息子さんたちは、広い部屋の特別室を希望、ちょうど一部屋空いていました。
普通の病棟ならベッド調整があって、本人が嫌がっても病院の都合で部屋が変わったりします。緩和ケア病棟でも、無料の個室を希望しても空いてなければ待ってもらうか、差額ベッド料金を払ってもらって特別室に入り、無料の個室が空いたら移ってもらいます。
今回は飛び込み転院でしたが、希望の部屋に入れました。
さて、部屋に入ると疲れていたのか、直ぐに寝始めました。その間に息子さんたちに話を聞くことにしました。
彼の担当の若い看護師さん、緊張した表情でナースステーションに飛び込んできました。
「息子さんたちが、今からお父さんを連れて家に帰りたいと言ってます」
なぬ?
事情が分からないので、あたしも同席させてもらいました。癌が見つかり、手術をして、抗癌剤治療をしていたけれど、自分の寿命はそんなに長くはないと気づき、何度も外出を希望したそうですが、主治医の許可はおりなかったそうです。

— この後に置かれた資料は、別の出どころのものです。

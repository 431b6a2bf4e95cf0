//! Destination for resolved records.

use async_trait::async_trait;

use crate::errors::BookDataError;
use crate::models::BookRecord;

/// Writes a resolved record into an external collection (a reading log,
/// a database page, a spreadsheet).
///
/// Implementations report failures as [`BookDataError::PublishFailed`]
/// carrying the destination's message.
#[async_trait]
pub trait BookPublisher: Send + Sync {
    async fn publish(&self, book: &BookRecord, collection_id: &str) -> Result<(), BookDataError>;
}

#[cfg(test)]
mod tests {
    use super::*;
    use crate::models::SourceTag;
    use std::sync::Mutex;

    #[derive(Default)]
    struct MemoryPublisher {
        published: Mutex<Vec<(String, String)>>,
    }

    #[async_trait]
    impl BookPublisher for MemoryPublisher {
        async fn publish(&self, book: &BookRecord, collection_id: &str) -> Result<(), BookDataError> {
            if collection_id.is_empty() {
                return Err(BookDataError::PublishFailed(
                    "collection not found".to_string(),
                ));
            }
            self.published
                .lock()
                .unwrap()
                .push((collection_id.to_string(), book.isbn().to_string()));
            Ok(())
        }
    }

    #[tokio::test]
    async fn test_publisher_through_trait_object() {
        let publisher: Box<dyn BookPublisher> = Box::new(MemoryPublisher::default());
        let book = BookRecord::new("9784839974206", SourceTag::OpenBd).title("題名");

        publisher.publish(&book, "reading-list").await.unwrap();

        let err = publisher.publish(&book, "").await.unwrap_err();
        assert_eq!(err.to_string(), "Publish failed: collection not found");
    }
}
//! Book data models
//!
//! - `book` - The unified record (BookRecord) and its source tag (SourceTag)
//! - `isbn` - ISBN normalization, checksum validation and conversion

mod book;
mod isbn;

pub use book::{BookRecord, SourceTag};
pub(crate) use book::{non_empty, normalize_authors};
pub use isbn::{is_bookland_ean, isbn13_to_isbn10, normalize_isbn, validate_isbn};
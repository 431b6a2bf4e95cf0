//! Book metadata provider abstractions and implementations.
//!
//! This module contains:
//! - The `BookSource` trait every provider implements, and `EnrichmentSource`
//!   for providers that can also search by title
//! - Concrete providers: openBD, Google Books and the amazon.co.jp scrape
//!
//! Providers never fail loudly: `fetch` converts every transport, status and
//! payload error into "no record" after logging it.

pub(crate) mod http;
mod traits;

pub mod amazon;
pub mod google_books;
pub mod openbd;

pub use http::{PROBE_TIMEOUT, REQUEST_TIMEOUT};
pub use traits::{BookSource, EnrichmentSource};
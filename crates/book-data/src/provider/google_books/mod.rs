//! Google Books provider.
//!
//! Strong on foreign and older titles. Works without an API key, with a lower
//! daily quota; a key is sent as the `key` query parameter when configured.
//!
//! API documentation: https://developers.google.com/books/docs/v1/using

mod models;

use std::time::Duration;

use async_trait::async_trait;
use reqwest::Client;

use crate::errors::BookDataError;
use crate::models::{BookRecord, SourceTag};
use crate::provider::http::{build_client, send_for_text, trim_base_url, REQUEST_TIMEOUT};
use crate::provider::BookSource;

use models::VolumesResponse;

/// Default API base URL
pub const DEFAULT_BASE_URL: &str = "https://www.googleapis.com/books/v1";

const PROVIDER_ID: &str = "google_books";

/// Google Books bibliographic source.
pub struct GoogleBooksProvider {
    client: Client,
    base_url: String,
    api_key: Option<String>,
}

impl GoogleBooksProvider {
    /// Create a provider, optionally authenticated with an API key.
    pub fn new(api_key: Option<String>) -> Self {
        Self {
            client: build_client(REQUEST_TIMEOUT),
            base_url: DEFAULT_BASE_URL.to_string(),
            api_key: api_key.filter(|k| !k.trim().is_empty()),
        }
    }

    /// Point the provider at a different base URL.
    pub fn with_base_url(mut self, base_url: impl Into<String>) -> Self {
        self.base_url = trim_base_url(base_url);
        self
    }

    /// Change the request timeout.
    pub fn with_timeout(mut self, timeout: Duration) -> Self {
        self.client = build_client(timeout);
        self
    }

    /// Query parameters for an ISBN lookup.
    fn query_params(&self, isbn: &str) -> Vec<(&'static str, String)> {
        let mut params = vec![("q", format!("isbn:{}", isbn))];
        if let Some(key) = &self.api_key {
            params.push(("key", key.clone()));
        }
        params
    }
}

#[async_trait]
impl BookSource for GoogleBooksProvider {
    fn id(&self) -> SourceTag {
        SourceTag::GoogleBooks
    }

    async fn lookup(&self, isbn: &str) -> Result<Option<BookRecord>, BookDataError> {
        let request = self
            .client
            .get(format!("{}/volumes", self.base_url))
            .query(&self.query_params(isbn));

        let body = send_for_text(PROVIDER_ID, request).await?;
        parse_response(&body, isbn)
    }
}

/// Map the first volume of a `/volumes` response onto a record.
fn parse_response(body: &str, isbn: &str) -> Result<Option<BookRecord>, BookDataError> {
    let response: VolumesResponse = serde_json::from_str(body)
        .map_err(|e| BookDataError::parse(PROVIDER_ID, format!("Invalid response: {}", e)))?;

    if response.total_items == 0 {
        return Ok(None);
    }
    let Some(volume) = response.items.into_iter().next() else {
        return Ok(None);
    };

    let info = volume.volume_info;
    let mut book = BookRecord::new(isbn, SourceTag::GoogleBooks).authors(info.authors);
    if let Some(title) = info.title {
        book = book.title(title);
    }
    if let Some(publisher) = info.publisher {
        book = book.publisher(publisher);
    }
    if let Some(date) = info.published_date {
        book = book.published_date(date);
    }
    if let Some(description) = info.description {
        book = book.description(description);
    }
    book.page_count = info.page_count;
    if let Some(thumbnail) = info.image_links.and_then(|l| l.thumbnail) {
        book = book.cover_image_url(thumbnail);
    }

    Ok(Some(book))
}

#[cfg(test)]
mod tests {
    use super::*;
    use serde_json::json;

    fn success_body() -> String {
        json!({
            "kind": "books#volumes",
            "totalItems": 1,
            "items": [{
                "kind": "books#volume",
                "id": "Wx1dLwEACAAJ",
                "volumeInfo": {
                    "title": "リーダブルコード",
                    "authors": ["Dustin Boswell", "Trevor Foucher"],
                    "publisher": "オライリー・ジャパン",
                    "publishedDate": "2012-06",
                    "description": "読みやすいコードを書くための実践的な方法",
                    "pageCount": 260,
                    "imageLinks": {
                        "smallThumbnail": "http://books.google.com/books/content?id=Wx1dLwEACAAJ&zoom=5",
                        "thumbnail": "http://books.google.com/books/content?id=Wx1dLwEACAAJ&zoom=1"
                    }
                }
            }]
        })
        .to_string()
    }

    #[test]
    fn test_parse_response_with_full_data() {
        let book = parse_response(&success_body(), "9784873115658")
            .unwrap()
            .unwrap();

        assert_eq!(book.isbn(), "9784873115658");
        assert_eq!(book.title.as_deref(), Some("リーダブルコード"));
        assert!(book
            .authors
            .as_ref()
            .unwrap()
            .contains(&"Dustin Boswell".to_string()));
        assert_eq!(book.publisher.as_deref(), Some("オライリー・ジャパン"));
        assert_eq!(book.published_date.as_deref(), Some("2012-06"));
        assert_eq!(book.page_count, Some(260));
        assert_eq!(
            book.cover_image_url.as_deref(),
            Some("http://books.google.com/books/content?id=Wx1dLwEACAAJ&zoom=1")
        );
        assert_eq!(book.source, SourceTag::GoogleBooks);
    }

    #[test]
    fn test_parse_response_with_no_items() {
        let body = json!({ "kind": "books#volumes", "totalItems": 0 }).to_string();
        assert!(parse_response(&body, "9999999999999").unwrap().is_none());

        let body = json!({ "totalItems": 3, "items": [] }).to_string();
        assert!(parse_response(&body, "9999999999999").unwrap().is_none());
    }

    #[test]
    fn test_parse_response_with_sparse_volume() {
        let body = json!({
            "totalItems": 1,
            "items": [{ "volumeInfo": { "title": "Only a title" } }]
        })
        .to_string();

        let book = parse_response(&body, "9784839974206").unwrap().unwrap();
        assert_eq!(book.title.as_deref(), Some("Only a title"));
        assert!(book.authors.is_none());
        assert!(book.page_count.is_none());
        assert!(book.cover_image_url.is_none());
    }

    #[test]
    fn test_parse_response_with_error_payload() {
        let err = parse_response("not json", "9784839974206").unwrap_err();
        assert!(matches!(err, BookDataError::Parse { .. }));
    }

    #[test]
    fn test_query_params_with_api_key() {
        let provider = GoogleBooksProvider::new(Some("test_api_key".to_string()));
        let params = provider.query_params("9784873115658");
        assert_eq!(
            params,
            vec![
                ("q", "isbn:9784873115658".to_string()),
                ("key", "test_api_key".to_string())
            ]
        );
    }

    #[test]
    fn test_query_params_without_api_key() {
        let provider = GoogleBooksProvider::new(Some("  ".to_string()));
        let params = provider.query_params("9784873115658");
        assert_eq!(params, vec![("q", "isbn:9784873115658".to_string())]);
    }
}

主治医には主治医の信念があるのでしょう。でも、医師としての自分の信念に固執し過ぎると、患者さんやその家族が苦しむのが分からないのかな。
一度でいいから家に帰りたい!と言う父親の願いを叶えたくて、息子さんたちも主治医にお願いしたそうですが、やはり却下。それが抗癌剤も使えなくなって、やれる治療が無くなったらあっさり緩和ケア病棟を勧められたそうです。
「じゃあ、直ぐに転院します!」
急いで地域連携室で受け入れてくれる病院を探してもらい、あたしのいる緩和ケア病棟にやってきました。
「待って元気になるなら待つ。けんど、日に日に弱るだけなら、一時間でも早く、連れて帰ってやりたい。出来れば今から行きたい」
「では、直ちに主治医に相談します」
主治医からは「外出は許可します。ただし、付き添いは初瑠さんね」でした。
本人が寝ている間に、息子さんふたりと作戦会議です。
呼吸状態が良くないし、自分で痰を出すのも難しそう。酸素ボンベと簡易の吸引器を用意して、もしもに備えて鎮痛剤、オムツの替えやら濡れタオル、使い捨ての手袋など、必要そうなものをリュックに詰めました。